Rusya’da Müslümanlar devamlı artarak gelecekte büyük bir potansiyel güç olacaktır. Ancak radikal, Selefî, reformist akımlardan da endişe edilmektedir.
 
Putin, bir toplantıda “İslamiyet Rusya’nın manevi hayatının ayrılmaz bir parçasıdır” demişti.
 
 
İslam tarihinin en önemli safhalarından birisi de Türklerin Müslüman olmasıdır. Seyyid Abdülhakim Arvâsi hazretleri de “Eshab-ı kiramdan sonra İslamiyet’e en büyük hizmeti Osmanlılar yapmıştır” sözüyle bunu ifade ediyor. Zira Türkler Müslüman olduktan sonra İslamiyet’in bayraktarlığını yaptılar. Karahanlılar, Gazneliler, Selçuklular, Osmanlılar ve Babürlüler gibi büyük İslam devletleri kurdular. İslamiyeti bütün Orta Asya, Rusya, Hindistan, Balkanlar-Rumeli ve Kafkasya’ya ulaştırdılar.

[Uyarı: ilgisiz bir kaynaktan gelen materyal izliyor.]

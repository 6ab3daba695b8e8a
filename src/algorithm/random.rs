//! Pluggable random source used for tie-breaking among qualifying candidates

use rand::{Rng, SeedableRng, rngs::StdRng};

/// Source of uniform random choices
///
/// The selector and grid synthesis draw all randomness through this trait so
/// tests can substitute a scripted sequence.
pub trait RandomSource {
    /// Uniform index in `0..len`
    ///
    /// Callers never pass `len == 0`; implementations return 0 if they do.
    fn choose_index(&mut self, len: usize) -> usize;

    /// Uniform value in `[0, 1)`
    fn unit(&mut self) -> f64;
}

/// Seeded random selector for reproducible stochastic choices
#[derive(Clone, Debug)]
pub struct RandomSelector {
    rng: StdRng,
}

impl RandomSelector {
    /// Create a deterministic random selector
    pub fn new(seed: u64) -> Self {
        Self {
            rng: StdRng::seed_from_u64(seed),
        }
    }

    /// Create a selector seeded from operating system entropy
    pub fn from_entropy() -> Self {
        Self {
            rng: StdRng::from_os_rng(),
        }
    }
}

impl RandomSource for RandomSelector {
    fn choose_index(&mut self, len: usize) -> usize {
        if len == 0 {
            return 0;
        }
        self.rng.random_range(0..len)
    }

    fn unit(&mut self) -> f64 {
        self.rng.random::<f64>()
    }
}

Sahası 17 milyon kilometrekare olup nüfusu yaklaşık 145 milyona varan Rusya Federasyonu ise hem komşumuz hem de Müslümanların yaşadığı bir ülkedir. Bugün Rusya Federasyonu’nda 30 milyona yakın Müslüman vardır ve Rusya İslam İşbirliği Teşkilatı’nın gözlemci üyesidir. Diğer mühim bir husus da ülkede Müslüman nüfus devamlı artmakta Hıristiyan nüfus ise azalmaktadır. Rusya’da Müslüman Türklerin büyük kısmı İdil-Ural, Moskova-S. Petersburg ve Kırım-Kafkasya bölgesinde bulunmaktadır. Bugün Rusya ile Türkiye arasında siyasi, ticari ve turizm yönünden her iki ülkenin faydasına çok güzel gelişmeler olmaktadır. Sovyetlerin dağılmasından sonra Rusya’daki Müslümanlar başta Türkiye olmak üzere dünyanın her tarafına seyahat edebilmektedir. Türkiye’den de Rusya’ya pek çok kimse giderek Sovyetler zamanında hiç göremedikleri akrabaları, yakınları ile buluşmakta, yeniden akrabalıklar kurulmaktadır.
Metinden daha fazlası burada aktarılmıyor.